These soft flour Sourdough Tortillas come together in no time with just 4 ingredients and some water. They can be made with sourdough discard or active sourdough starter and can be made same day or long-fermented. Give this super simple, flexible recipe a try and be prepared to give up store bought tortillas forever!

  • Total Time: 1 hour or more if fermenting
  • Yield: 12 9-inch tortillas

Ingredients

276 grams (1 cup) sourdough starter, discard or active

165 grams (3/4 cup) water

113 grams (4 ounces or 1/2 cup) melted butter

1 teaspoon salt

360 grams (3 cups) all purpose flour

Instructions

Mix melted butter, starter, and water in a large mixing bowl. Add flour and salt and continue mixing until you have a soft, slightly sticky dough. Dump onto a lightly floured surface and knead for a minute or two. Cover and let rest for 30 minutes.

Divide dough into 12 equal pieces and roll each piece into a ball. Cover the dough balls. Roll each ball as thin as possible. Roll from the center out to the edges in a circular motion to keep the tortilla round. You are looking for somewhere between 9-10 inches across. Many recipes will tell you to use flour when rolling but I think this makes it very hard to get a thin tortilla. The stickiness can actually help to get the dough really thin. I roll mine out on a marble pastry board or straight on my soapstone countertops. If you find them sticking you can use a tiny bit of oil rather than flour.

Preheat a dry skillet, preferably cast iron, over high heat. Cook each tortillas for about 30 seconds per side. If you have a large griddle you can cook 2 at a time. They are ready to flip when they have bubbled up and you see some brown spots on the underside. This happens very fast so don't walk away.

Place cooked tortillas in a kitchen towel. Repeat until all tortillas are cooked.

Notes

The dough should be soft and workable not stiff.

I can't stress this enough - roll them thin. Like get them as thin as you can and then keep rolling. I roll mine to between 9 and 10 inches. They puff up as they cook so if they are not thin enough to start they will be more like a flat bread than a flour tortilla after cooking.

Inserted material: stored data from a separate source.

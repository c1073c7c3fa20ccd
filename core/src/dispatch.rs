//! Notification dispatch: handler trait, foreground execution context and
//! a channel-backed event stream.
//!
//! # Overview
//! Every flag reaches a [`ResponseHandler`] twice: first synchronously on
//! the worker thread (`on_background`, for work that must not wait on the
//! host, such as persistence), then as a job queued on the [`Foreground`]
//! context (`on_foreground`). Progress updates only go to the foreground.
//!
//! # Design
//! The foreground context is a single-consumer job queue. `Foreground` is
//! the cloneable producer side, `MainLoop` the consumer, which the host
//! drives from whichever thread it treats as its main thread (or hands to
//! [`Foreground::spawn`]). Jobs run in enqueue order, which preserves the
//! per-request flag order; nothing orders jobs across concurrent requests.

use std::io;
use std::panic::{self, AssertUnwindSafe};
use std::sync::Arc;
use std::thread::{self, JoinHandle};
use std::time::Duration;

use crossbeam_channel::{unbounded, Receiver, RecvTimeoutError, Sender};
use log::{debug, error, warn};

use crate::flag::Flag;
use crate::progress::Progress;
use crate::response::Response;

/// A unit of work for the foreground context.
pub type Job = Box<dyn FnOnce() + Send + 'static>;

/// Receives the notifications of every request issued through an `HttpCall`.
///
/// All methods default to doing nothing, so handlers implement only the
/// stages they care about.
pub trait ResponseHandler: Send + Sync {
    /// Runs on the worker thread, before the foreground copy is queued.
    fn on_background(&self, _flag: Flag, _response: &Response) {}

    /// Runs on the foreground context.
    fn on_foreground(&self, _flag: Flag, _response: &Response) {}

    /// Runs on the foreground context.
    fn on_progress(&self, _progress: Progress) {}
}

/// Handler that ignores everything.
#[derive(Debug, Clone, Copy, Default)]
pub struct NoopHandler;

impl ResponseHandler for NoopHandler {}

/// Producer side of the foreground job queue.
#[derive(Clone)]
pub struct Foreground {
    tx: Sender<Job>,
}

impl Foreground {
    /// A new queue. Jobs run only while the returned `MainLoop` is driven.
    pub fn channel() -> (Foreground, MainLoop) {
        let (tx, rx) = unbounded();
        (Foreground { tx }, MainLoop { rx })
    }

    /// A queue drained by a dedicated thread. The thread exits once every
    /// `Foreground` clone has been dropped.
    pub fn spawn(name: &str) -> io::Result<(Foreground, JoinHandle<()>)> {
        let (foreground, main_loop) = Foreground::channel();
        let handle = thread::Builder::new()
            .name(name.to_string())
            .spawn(move || main_loop.run())?;
        Ok((foreground, handle))
    }

    /// Queue a job. Returns false when the consumer is gone.
    pub fn post(&self, job: impl FnOnce() + Send + 'static) -> bool {
        self.tx.send(Box::new(job)).is_ok()
    }
}

/// Consumer side of the foreground job queue.
pub struct MainLoop {
    rx: Receiver<Job>,
}

impl MainLoop {
    /// Run jobs until every producer is dropped.
    pub fn run(self) {
        for job in self.rx.iter() {
            run_job(job);
        }
        debug!("Foreground loop finished");
    }

    /// Run the jobs already queued, without blocking. Returns how many ran.
    pub fn run_pending(&self) -> usize {
        let mut ran = 0;
        while let Ok(job) = self.rx.try_recv() {
            run_job(job);
            ran += 1;
        }
        ran
    }

    /// Wait up to `timeout` for one job and run it.
    pub fn run_one(&self, timeout: Duration) -> bool {
        match self.rx.recv_timeout(timeout) {
            Ok(job) => {
                run_job(job);
                true
            }
            Err(RecvTimeoutError::Timeout) | Err(RecvTimeoutError::Disconnected) => false,
        }
    }
}

fn run_job(job: Job) {
    if panic::catch_unwind(AssertUnwindSafe(job)).is_err() {
        error!("Foreground job panicked");
    }
}

/// A notification as seen by an [`EventStream`] receiver.
#[derive(Debug, Clone)]
pub enum Event {
    Flag { flag: Flag, response: Response },
    Progress(Progress),
}

impl Event {
    pub fn flag(&self) -> Option<Flag> {
        match self {
            Event::Flag { flag, .. } => Some(*flag),
            Event::Progress(_) => None,
        }
    }
}

/// Handler that forwards foreground notifications into a channel, for
/// callers that prefer pulling events to implementing a trait.
pub struct EventStream {
    tx: Sender<Event>,
}

impl EventStream {
    pub fn channel() -> (Arc<EventStream>, Receiver<Event>) {
        let (tx, rx) = unbounded();
        (Arc::new(EventStream { tx }), rx)
    }
}

impl ResponseHandler for EventStream {
    fn on_foreground(&self, flag: Flag, response: &Response) {
        let _ = self.tx.send(Event::Flag {
            flag,
            response: response.clone(),
        });
    }

    fn on_progress(&self, progress: Progress) {
        let _ = self.tx.send(Event::Progress(progress));
    }
}

/// Delivers one request's notifications to its handler.
#[derive(Clone)]
pub struct Notifier {
    handler: Arc<dyn ResponseHandler>,
    foreground: Foreground,
}

impl Notifier {
    pub fn new(handler: Arc<dyn ResponseHandler>, foreground: Foreground) -> Self {
        Self {
            handler,
            foreground,
        }
    }

    /// Background callback now, then a snapshot queued for the foreground.
    pub fn flag(&self, flag: Flag, response: &Response) {
        debug!("Notify {} for {}", flag, response.url().unwrap_or("<no url>"));
        self.handler.on_background(flag, response);

        let handler = Arc::clone(&self.handler);
        let snapshot = response.clone();
        if !self
            .foreground
            .post(move || handler.on_foreground(flag, &snapshot))
        {
            warn!("Foreground loop is gone; dropped {}", flag);
        }
    }

    pub fn progress(&self, progress: Progress) {
        let handler = Arc::clone(&self.handler);
        if !self.foreground.post(move || handler.on_progress(progress)) {
            warn!("Foreground loop is gone; dropped progress {}%", progress.percentage);
        }
    }
}

#[cfg(test)]
mod tests {
    use super::*;
    use std::sync::Mutex;

    #[derive(Default)]
    struct Recorder {
        calls: Mutex<Vec<String>>,
    }

    impl Recorder {
        fn calls(&self) -> Vec<String> {
            self.calls.lock().unwrap().clone()
        }
    }

    impl ResponseHandler for Recorder {
        fn on_background(&self, flag: Flag, _response: &Response) {
            self.calls.lock().unwrap().push(format!("bg {}", flag.name()));
        }

        fn on_foreground(&self, flag: Flag, response: &Response) {
            self.calls
                .lock()
                .unwrap()
                .push(format!("fg {} {}", flag.name(), response.text().unwrap_or("")));
        }

        fn on_progress(&self, progress: Progress) {
            self.calls
                .lock()
                .unwrap()
                .push(format!("progress {}", progress.percentage));
        }
    }

    fn progress(percentage: u8) -> Progress {
        Progress {
            percentage,
            total_size: 100,
            bytes_read: percentage as u64,
        }
    }

    #[test]
    fn background_runs_before_foreground_and_order_is_kept() {
        let recorder = Arc::new(Recorder::default());
        let (foreground, main_loop) = Foreground::channel();
        let notifier = Notifier::new(recorder.clone(), foreground);

        let mut response = Response::new();
        notifier.flag(Flag::RequestAccepted, response.set_result("accepted"));
        notifier.progress(progress(50));
        notifier.flag(Flag::ResponseIsReady, response.set_result("done"));

        assert_eq!(recorder.calls(), vec!["bg REQUEST_ACCEPTED", "bg RESPONSE_IS_READY"]);
        assert_eq!(main_loop.run_pending(), 3);
        assert_eq!(
            recorder.calls()[2..].to_vec(),
            vec![
                "fg REQUEST_ACCEPTED accepted",
                "progress 50",
                "fg RESPONSE_IS_READY done"
            ]
        );
    }

    #[test]
    fn event_stream_receives_snapshots() {
        let (stream, events) = EventStream::channel();
        let (foreground, main_loop) = Foreground::channel();
        let notifier = Notifier::new(stream, foreground);

        let mut response = Response::new();
        notifier.flag(Flag::RequestAccepted, response.set_result("first"));
        notifier.flag(Flag::DataSent, response.set_result("second"));
        main_loop.run_pending();

        let received: Vec<(Flag, String)> = events
            .try_iter()
            .map(|event| match event {
                Event::Flag { flag, response } => (flag, response.text().unwrap().to_string()),
                Event::Progress(_) => panic!("unexpected progress"),
            })
            .collect();
        assert_eq!(
            received,
            vec![
                (Flag::RequestAccepted, "first".to_string()),
                (Flag::DataSent, "second".to_string())
            ]
        );
    }

    #[test]
    fn spawned_loop_runs_jobs_and_exits_when_producers_drop() {
        let (foreground, handle) = Foreground::spawn("test-foreground").unwrap();
        let (tx, rx) = unbounded();
        assert!(foreground.post(move || tx.send(thread::current().name().map(String::from)).unwrap()));

        let name = rx.recv_timeout(Duration::from_secs(5)).unwrap();
        assert_eq!(name.as_deref(), Some("test-foreground"));

        drop(foreground);
        handle.join().unwrap();
    }

    #[test]
    fn panicking_job_does_not_stop_the_loop() {
        let (foreground, main_loop) = Foreground::channel();
        let (tx, rx) = unbounded();
        foreground.post(|| panic!("boom"));
        foreground.post(move || tx.send(()).unwrap());
        assert_eq!(main_loop.run_pending(), 2);
        assert!(rx.try_recv().is_ok());
    }

    #[test]
    fn post_fails_once_loop_is_dropped() {
        let (foreground, main_loop) = Foreground::channel();
        drop(main_loop);
        assert!(!foreground.post(|| {}));
        // Notifier only logs.
        Notifier::new(Arc::new(NoopHandler), foreground).flag(Flag::ErrorMessage, &Response::new());
    }

    #[test]
    fn run_one_times_out_on_empty_queue() {
        let (_foreground, main_loop) = Foreground::channel();
        assert!(!main_loop.run_one(Duration::from_millis(10)));
    }
}
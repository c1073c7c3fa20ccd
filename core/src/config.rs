//! Engine configuration.
//!
//! # Design
//! One `EngineConfig` is shared (behind an `Arc`) by every worker spawned
//! from an `HttpCall`, and is never mutated once a request is in flight.
//! Timeouts are stored in milliseconds so the struct round-trips through
//! JSON unchanged; `Duration` accessors are provided for the transport.

use std::time::Duration;

use serde::{Deserialize, Serialize};

use crate::error::{HttpCallError, HttpCallResult};

pub const DEFAULT_CONNECT_TIMEOUT_MS: u64 = 3000;
pub const DEFAULT_READ_TIMEOUT_MS: u64 = 3000;
pub const DEFAULT_SUCCESS_CODE: u16 = 200;

/// Scheduling priority for worker threads.
#[derive(Debug, Clone, Copy, PartialEq, Eq, Default, Serialize, Deserialize)]
#[serde(rename_all = "snake_case")]
pub enum WorkerPriority {
    /// Same priority as the spawning thread.
    #[default]
    Foreground,
    /// Lowered priority, for transfers that must not compete with the host.
    Background,
}

impl WorkerPriority {
    /// Niceness applied to the worker thread on platforms that support it.
    pub fn niceness(self) -> i32 {
        match self {
            WorkerPriority::Foreground => 0,
            WorkerPriority::Background => 10,
        }
    }
}

/// Configuration shared by every request issued through one `HttpCall`.
#[derive(Debug, Clone, PartialEq, Eq, Serialize, Deserialize)]
#[serde(default)]
pub struct EngineConfig {
    /// Relative request URLs are joined onto this when set.
    pub base_url: Option<String>,
    pub connect_timeout_ms: u64,
    /// Time allowed between sending the request and the first response bytes.
    pub read_timeout_ms: u64,
    /// The only status code treated as success.
    pub successful_response_code: u16,
    pub priority: WorkerPriority,
    /// Charset announced on multipart text fields.
    pub charset: String,
    /// Sent unless the request header registry provides its own.
    pub user_agent: String,
    /// Prefix of generated download file names.
    pub download_prefix: String,
}

impl Default for EngineConfig {
    fn default() -> Self {
        Self {
            base_url: None,
            connect_timeout_ms: DEFAULT_CONNECT_TIMEOUT_MS,
            read_timeout_ms: DEFAULT_READ_TIMEOUT_MS,
            successful_response_code: DEFAULT_SUCCESS_CODE,
            priority: WorkerPriority::Foreground,
            charset: "UTF-8".to_string(),
            user_agent: format!("httpcall/{}", env!("CARGO_PKG_VERSION")),
            download_prefix: "download".to_string(),
        }
    }
}

impl EngineConfig {
    pub fn new() -> Self {
        Self::default()
    }

    /// Parse a JSON document; missing keys keep their defaults.
    pub fn from_json(json: &str) -> HttpCallResult<Self> {
        let config: EngineConfig = serde_json::from_str(json)?;
        config.validate()?;
        Ok(config)
    }

    pub fn validate(&self) -> HttpCallResult<()> {
        if self.connect_timeout_ms == 0 {
            return Err(HttpCallError::Config("connect_timeout_ms must be positive".into()));
        }
        if self.read_timeout_ms == 0 {
            return Err(HttpCallError::Config("read_timeout_ms must be positive".into()));
        }
        if !(100..=599).contains(&self.successful_response_code) {
            return Err(HttpCallError::Config(format!(
                "successful_response_code {} is not an HTTP status",
                self.successful_response_code
            )));
        }
        if self.charset.trim().is_empty() {
            return Err(HttpCallError::Config("charset must not be empty".into()));
        }
        Ok(())
    }

    pub fn connect_timeout(&self) -> Duration {
        Duration::from_millis(self.connect_timeout_ms)
    }

    pub fn read_timeout(&self) -> Duration {
        Duration::from_millis(self.read_timeout_ms)
    }

    pub fn with_base_url(mut self, base_url: impl Into<String>) -> Self {
        self.base_url = Some(base_url.into());
        self
    }

    pub fn with_connect_timeout(mut self, timeout: Duration) -> Self {
        self.connect_timeout_ms = timeout.as_millis() as u64;
        self
    }

    pub fn with_read_timeout(mut self, timeout: Duration) -> Self {
        self.read_timeout_ms = timeout.as_millis() as u64;
        self
    }

    pub fn with_successful_response_code(mut self, code: u16) -> Self {
        self.successful_response_code = code;
        self
    }

    pub fn with_priority(mut self, priority: WorkerPriority) -> Self {
        self.priority = priority;
        self
    }

    pub fn with_charset(mut self, charset: impl Into<String>) -> Self {
        self.charset = charset.into();
        self
    }

    pub fn with_user_agent(mut self, user_agent: impl Into<String>) -> Self {
        self.user_agent = user_agent.into();
        self
    }

    pub fn with_download_prefix(mut self, prefix: impl Into<String>) -> Self {
        self.download_prefix = prefix.into();
        self
    }
}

Many recipes will tell you to use flour when rolling but I think this makes it very hard to get a thin tortilla. The stickiness can actually help to get the dough really thin. I roll mine out on a marble pastry board or straight on my soapstone countertops. Give it a try on your countertop and see how it goes. If you find them sticking you can use a tiny bit of oil rather than flour. And of course if you have to use some flour, feel free to do so.

If you use very old discard your tortillas will have a lovely, pronounced sour taste (my favorite!). And if you use active starter or very recent discard they will not be quite as sour tasting.

If you are using active starter, you can long ferment these to reap the benefits of sourdough fermentation. So for the initial resting period, you can go 12 hours at room temp and stash it in the fridge overnight for a cold ferment before shaping, rolling, and cooking.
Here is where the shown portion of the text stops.